Weekend Away 1. Hosea 1v2. The adultery

Introduction: taking the lid off adultery

A newspaper article a few years ago had the headline, 


Adultery is good for your marriage – if you don’t get caught, says infidelity website boss


That boss was Noel Biderman the founder of Ashley Madison – a website that will help you have an affair – he goes on in the article to claim that having an affair can actually help save your marriage. 


It’s a surprisingly common theme - relational experts, psychologists, maybe we see it most in Hollywood films – they suggest an affair can bring you good. Reviving your marriage, leading you to true love, enabling you to be the real you. It will be good for you in some way.


And yet, I think of a couple I knew at a previous church some years ago – the husband had an affair. I think the wife would say it’s the worst thing that has ever happened to her - destroyed her and her family. And her husband thought – it’s the worst thing I’ve ever done - I would give anything to turn the clock back and not have done it.


If you get behind the website to real people – if you lift the lid on the film and move to real lives - it’s a very different story. A story of the pain of broken trust and the hurt of betrayal and anger at unfaithfulness. 


Adultery might pretend to be acceptable – take the lid off and you find it is truly awful. 


Take other things - like working hard in your job. Being kind to friends. Enjoying a new home. Things which look normal and completely acceptable parts of life. 


What if we took the lid of those? What would we find underneath? 


That is what Hosea does – he takes the lid off things we can think are normal - and opens our eyes to what is really going on. He shows us the true nature of our behaviour and the true nature of our God. That’s where we’re going to start in this session.  


Layout of Hosea

Chapters 1-3: whole message portrayed in Hosea’s life (chapter 1&3), and a poem (chapter 2)


Chapters 4-14: the same message given detail and explanation.


Before we get into it let me say something about the layout of Hosea. In chapters 1-3 we get the whole message of Hosea stated – first of all acted out in Hosea’s own life, and then in chapter 2 in a poem. And that really tells us the whole story. Then rest of the book, chps 4-14, fills out that same message with some specifics – with detail and examples. 


Because of that in each talk we’re going to take a part of Hosea’s message we find in chap 1-3 – a theme or topic - then explore how it is filled out in the rest of book. That means we’re going to dot around quite a lot – probably easier to just listen as I read various verses out. Sometimes I’ll say – let’s turn to this bit – because it’s worth seeing it. 
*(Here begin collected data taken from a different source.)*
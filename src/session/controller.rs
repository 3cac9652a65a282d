use std::sync::Arc;

use log::{info, warn};
use tokio::sync::{watch, Mutex};

use crate::gateway::VoiceGateway;
use crate::notice::NoticeFeed;
use crate::ClientError;

use super::state::{SessionState, TransitionDirection};

/// Owns the [`SessionState`] machine and mediates start/stop requests against
/// the gateway.
///
/// A toggle issued while a transition is in flight is rejected with
/// [`ClientError::Busy`] before any gateway traffic, so two rapid taps can
/// never race conflicting start/stop calls. A failed transition rolls back to
/// the exact state it left; `Listening` is only ever reported after the
/// gateway confirmed it.
#[derive(Clone)]
pub struct ListeningSessionController {
    gateway: Arc<dyn VoiceGateway>,
    state: Arc<Mutex<SessionState>>,
    state_tx: Arc<watch::Sender<SessionState>>,
    notices: NoticeFeed,
}

impl ListeningSessionController {
    pub fn new(gateway: Arc<dyn VoiceGateway>, notices: NoticeFeed) -> Self {
        let (state_tx, _) = watch::channel(SessionState::Idle);
        Self {
            gateway,
            state: Arc::new(Mutex::new(SessionState::Idle)),
            state_tx: Arc::new(state_tx),
            notices,
        }
    }

    pub fn subscribe(&self) -> watch::Receiver<SessionState> {
        self.state_tx.subscribe()
    }

    pub async fn current(&self) -> SessionState {
        *self.state.lock().await
    }

    /// Starts listening when idle, stops when listening. Returns the
    /// confirmed state on success.
    pub async fn toggle(&self) -> Result<SessionState, ClientError> {
        let direction = {
            let mut state = self.state.lock().await;
            let direction = match *state {
                SessionState::Transitioning(_) => return Err(ClientError::Busy),
                SessionState::Idle => TransitionDirection::Start,
                SessionState::Listening => TransitionDirection::Stop,
            };
            *state = SessionState::Transitioning(direction);
            direction
        };
        self.state_tx.send_replace(SessionState::Transitioning(direction));

        let result = match direction {
            TransitionDirection::Start => self.gateway.start().await,
            TransitionDirection::Stop => self.gateway.stop().await,
        };

        let mut state = self.state.lock().await;
        match result {
            Ok(()) => {
                let confirmed = match direction {
                    TransitionDirection::Start => SessionState::Listening,
                    TransitionDirection::Stop => SessionState::Idle,
                };
                *state = confirmed;
                self.state_tx.send_replace(confirmed);
                info!("listening session now {confirmed:?}");
                Ok(confirmed)
            }
            Err(err) => {
                // Roll back to the state the transition left, never to a new
                // unconfirmed assumption.
                let rolled_back = match direction {
                    TransitionDirection::Start => SessionState::Idle,
                    TransitionDirection::Stop => SessionState::Listening,
                };
                *state = rolled_back;
                self.state_tx.send_replace(rolled_back);
                warn!("listening toggle failed, rolled back to {rolled_back:?}: {err}");
                let verb = match direction {
                    TransitionDirection::Start => "start",
                    TransitionDirection::Stop => "stop",
                };
                self.notices
                    .error(format!("Could not {verb} listening: {err}"));
                Err(err.into())
            }
        }
    }

    /// Reconciles a resting state against the service's report. The service
    /// is authoritative at rest; mid-transition the client's view wins and
    /// the report is ignored.
    pub async fn reconcile(&self, service_listening: bool) {
        let mut state = self.state.lock().await;
        let corrected = match (*state, service_listening) {
            (SessionState::Idle, true) => SessionState::Listening,
            (SessionState::Listening, false) => SessionState::Idle,
            _ => return,
        };
        warn!("session state corrected to match the service: {corrected:?}");
        *state = corrected;
        self.state_tx.send_replace(corrected);
    }
}
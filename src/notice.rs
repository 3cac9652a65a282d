use chrono::{DateTime, Utc};
use serde::Serialize;
use tokio::sync::mpsc;

/// A one-shot, dismissible message for the user. Notices are delivered once
/// and never repeated; ongoing conditions (like a dead connection) produce a
/// single notice on the transition into the condition.
#[derive(Debug, Clone, PartialEq, Eq, Serialize)]
#[serde(rename_all = "camelCase")]
pub enum NoticeKind {
    Info,
    Error,
}

#[derive(Debug, Clone, Serialize)]
#[serde(rename_all = "camelCase")]
pub struct Notice {
    pub kind: NoticeKind,
    pub message: String,
    pub at: DateTime<Utc>,
}

/// Cloneable sender half shared by all controllers. The single receiver is
/// handed to the presentation layer at construction.
#[derive(Clone)]
pub struct NoticeFeed {
    tx: mpsc::UnboundedSender<Notice>,
}

impl NoticeFeed {
    pub fn channel() -> (NoticeFeed, mpsc::UnboundedReceiver<Notice>) {
        let (tx, rx) = mpsc::unbounded_channel();
        (NoticeFeed { tx }, rx)
    }

    pub fn error(&self, message: impl Into<String>) {
        self.publish(NoticeKind::Error, message.into());
    }

    pub fn info(&self, message: impl Into<String>) {
        self.publish(NoticeKind::Info, message.into());
    }

    fn publish(&self, kind: NoticeKind, message: String) {
        let notice = Notice {
            kind,
            message,
            at: Utc::now(),
        };
        if self.tx.send(notice).is_err() {
            log::debug!("notice dropped: no consumer attached");
        }
    }
}
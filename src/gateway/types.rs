use chrono::{DateTime, NaiveDateTime, TimeZone, Utc};
use serde::{Deserialize, Deserializer, Serialize};

/// Listening flag reported by `GET /status`. The service also echoes its wake
/// word and settings in the same payload; only the flag is consumed here.
#[derive(Debug, Clone, Copy, PartialEq, Eq, Deserialize)]
pub struct StatusReport {
    pub is_listening: bool,
}

/// Body of a `POST /execute` reply. Telemetry-style commands fill in the
/// numeric fields; plain automation commands only carry `status`/`message`.
#[derive(Debug, Clone, PartialEq, Deserialize)]
pub struct ExecuteOutcome {
    pub status: String,
    #[serde(default)]
    pub message: Option<String>,
    #[serde(default)]
    pub cpu_percent: Option<f32>,
    #[serde(default)]
    pub memory_percent: Option<f32>,
    #[serde(default)]
    pub disk_percent: Option<f32>,
    #[serde(default)]
    pub battery_level: Option<f32>,
    #[serde(default)]
    pub plugged_in: Option<bool>,
}

impl ExecuteOutcome {
    pub fn is_success(&self) -> bool {
        self.status == "success"
    }
}

/// One entry of the remote command history. The wire carries only the command
/// text and a timestamp; `outcome` is reserved for services that report it.
#[derive(Debug, Clone, PartialEq, Serialize, Deserialize)]
pub struct CommandLogEntry {
    pub command: String,
    #[serde(deserialize_with = "deserialize_timestamp")]
    pub timestamp: DateTime<Utc>,
    #[serde(default, skip_serializing_if = "Option::is_none")]
    pub outcome: Option<String>,
}

/// The service emits naive ISO-8601 timestamps (no offset); newer builds use
/// RFC 3339. Naive values are taken as UTC.
fn deserialize_timestamp<'de, D>(deserializer: D) -> Result<DateTime<Utc>, D::Error>
where
    D: Deserializer<'de>,
{
    let raw = String::deserialize(deserializer)?;
    if let Ok(stamped) = DateTime::parse_from_rfc3339(&raw) {
        return Ok(stamped.with_timezone(&Utc));
    }
    NaiveDateTime::parse_from_str(&raw, "%Y-%m-%dT%H:%M:%S%.f")
        .map(|naive| Utc.from_utc_datetime(&naive))
        .map_err(serde::de::Error::custom)
}

/// Input device advertised by `GET /microphones`.
#[derive(Debug, Clone, PartialEq, Eq, Serialize, Deserialize)]
pub struct MicrophoneInfo {
    pub id: i64,
    pub name: String,
}

/// Minimal acknowledgement body used by `POST /settings` and `GET /test`.
#[derive(Debug, Clone, Deserialize)]
pub(crate) struct Ack {
    pub status: String,
    #[serde(default)]
    pub message: Option<String>,
}
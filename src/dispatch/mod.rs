pub mod controller;
pub mod state;

pub use controller::CommandDispatcher;
pub use state::{CommandExecution, ExecutionStatus};
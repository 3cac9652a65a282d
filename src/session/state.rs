use serde::{Deserialize, Serialize};

#[derive(Debug, Clone, Copy, Serialize, Deserialize, PartialEq, Eq)]
#[serde(rename_all = "camelCase")]
pub enum TransitionDirection {
    Start,
    Stop,
}

/// Where the remote listening session stands from the client's point of view.
///
/// `Transitioning` is the in-flight marker for a start/stop exchange: it is
/// entered when the request is issued and always resolves to exactly one
/// resting state when the exchange completes, confirmed or rolled back. It is
/// never a resting state.
#[derive(Debug, Clone, Copy, Serialize, Deserialize, PartialEq, Eq)]
#[serde(rename_all = "camelCase")]
pub enum SessionState {
    Idle,
    Listening,
    Transitioning(TransitionDirection),
}

impl Default for SessionState {
    fn default() -> Self {
        SessionState::Idle
    }
}

impl SessionState {
    pub fn is_listening(&self) -> bool {
        matches!(self, SessionState::Listening)
    }

    pub fn is_transitioning(&self) -> bool {
        matches!(self, SessionState::Transitioning(_))
    }
}
use std::sync::Arc;

use log::{debug, info, warn};
use tokio::sync::{watch, Mutex};
use tokio::task::JoinHandle;
use tokio::time::Duration;
use uuid::Uuid;

use crate::gateway::{GatewayError, VoiceGateway};
use crate::notice::NoticeFeed;

use super::state::{CommandExecution, ExecutionStatus};

pub(super) const DISPLAY_WINDOW: Duration = Duration::from_secs(2);

/// Which dispatch currently owns the display, and its revert timer if one is
/// scheduled. Kept in one lock so a superseded dispatch can never install a
/// timer over its successor's.
#[derive(Default)]
struct DispatchSlot {
    current: Option<Uuid>,
    revert_timer: Option<JoinHandle<()>>,
}

/// Executes one-off commands with an optimistic transient record.
///
/// Every dispatch publishes a `Pending` record immediately, before the
/// gateway confirms anything. Success keeps the record visible as
/// `Succeeded` for a fixed display window, then a per-dispatch revert task
/// clears it back to the ambient state; failure clears it at once and
/// surfaces a single notice. Only one revert timer is ever live; starting a
/// new dispatch aborts the previous one. The dispatcher never touches the
/// listening session's state.
#[derive(Clone)]
pub struct CommandDispatcher {
    gateway: Arc<dyn VoiceGateway>,
    execution_tx: Arc<watch::Sender<Option<CommandExecution>>>,
    slot: Arc<Mutex<DispatchSlot>>,
    notices: NoticeFeed,
    display_window: Duration,
}

impl CommandDispatcher {
    pub fn new(gateway: Arc<dyn VoiceGateway>, notices: NoticeFeed) -> Self {
        let (execution_tx, _) = watch::channel(None);
        Self {
            gateway,
            execution_tx: Arc::new(execution_tx),
            slot: Arc::new(Mutex::new(DispatchSlot::default())),
            notices,
            display_window: DISPLAY_WINDOW,
        }
    }

    pub fn subscribe(&self) -> watch::Receiver<Option<CommandExecution>> {
        self.execution_tx.subscribe()
    }

    pub fn current(&self) -> Option<CommandExecution> {
        self.execution_tx.borrow().clone()
    }

    pub async fn dispatch(&self, command: &str) -> Result<(), GatewayError> {
        let execution = CommandExecution::pending(command);
        let id = execution.id;

        // Claiming the slot and publishing the record happen under one lock,
        // so a new dispatch atomically supersedes whatever display the
        // previous one left.
        {
            let mut slot = self.slot.lock().await;
            if let Some(previous) = slot.revert_timer.take() {
                previous.abort();
            }
            slot.current = Some(id);
            info!("dispatching command: {command}");
            self.execution_tx.send_replace(Some(execution));
        }

        match self.gateway.execute(command).await {
            Ok(outcome) => {
                if let Some(message) = outcome.message.as_deref() {
                    debug!("service reply: {message}");
                }
                let mut slot = self.slot.lock().await;
                // A dispatch that was superseded while in flight must not
                // touch the successor's record or timer.
                if slot.current == Some(id) {
                    self.execution_tx.send_modify(|current| {
                        if let Some(record) = current.as_mut() {
                            record.status = ExecutionStatus::Succeeded;
                        }
                    });
                    slot.revert_timer = Some(self.spawn_revert(id));
                }
                Ok(())
            }
            Err(err) => {
                // No display window on failure: the record goes away at once
                // and the failure is surfaced exactly once.
                let slot = self.slot.lock().await;
                if slot.current == Some(id) {
                    self.execution_tx.send_replace(None);
                }
                drop(slot);
                warn!("command '{command}' failed: {err}");
                self.notices
                    .error(format!("Could not execute \"{command}\": {err}"));
                Err(err)
            }
        }
    }

    fn spawn_revert(&self, id: Uuid) -> JoinHandle<()> {
        let execution_tx = Arc::clone(&self.execution_tx);
        let window = self.display_window;
        tokio::spawn(async move {
            tokio::time::sleep(window).await;
            // Guard on the id: if a newer dispatch won the race against this
            // timer, its record must not be cleared.
            execution_tx.send_modify(|current| {
                if current.as_ref().is_some_and(|record| record.id == id) {
                    *current = None;
                }
            });
        })
    }
}
use chrono::{DateTime, Utc};
use serde::Serialize;
use uuid::Uuid;

#[derive(Debug, Clone, Copy, Serialize, PartialEq, Eq)]
#[serde(rename_all = "camelCase")]
pub enum ExecutionStatus {
    Pending,
    Succeeded,
    Failed,
}

/// Transient record of one dispatched command. Created on every dispatch,
/// cleared after the display window or when the next dispatch starts.
#[derive(Debug, Clone, Serialize, PartialEq, Eq)]
#[serde(rename_all = "camelCase")]
pub struct CommandExecution {
    pub id: Uuid,
    pub command: String,
    pub status: ExecutionStatus,
    pub started_at: DateTime<Utc>,
}

impl CommandExecution {
    pub fn pending(command: impl Into<String>) -> Self {
        Self {
            id: Uuid::new_v4(),
            command: command.into(),
            status: ExecutionStatus::Pending,
            started_at: Utc::now(),
        }
    }
}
The starting point of Hosea’s message – and the topic we’re going to explore in this talk is adultery. 1v2. READ.  


It’s a terrible thing to say isn’t it - Hosea I want you to marry an adulterer. I want your wife to be someone who will sleep around and be unfaithful to you. 


Can you image what Hosea would have felt when we heard that? But, God, I want a wife to love me and stay with me? Why do I have to do that, why put me though that? 


Because v2 – READ. Hosea I want you to do it, because I want your marriage to act out my relationship with my people. My people have been adulterous – they have been unfaithful to me.  


And I want you to bring that truth to them in the most vivid way. I want people to come and ask you, “Hosea why have you married her – why have you married a harlot, like that?” You will reply – because that is what you’ve been like with God. In your relationship with God you have committed adultery. 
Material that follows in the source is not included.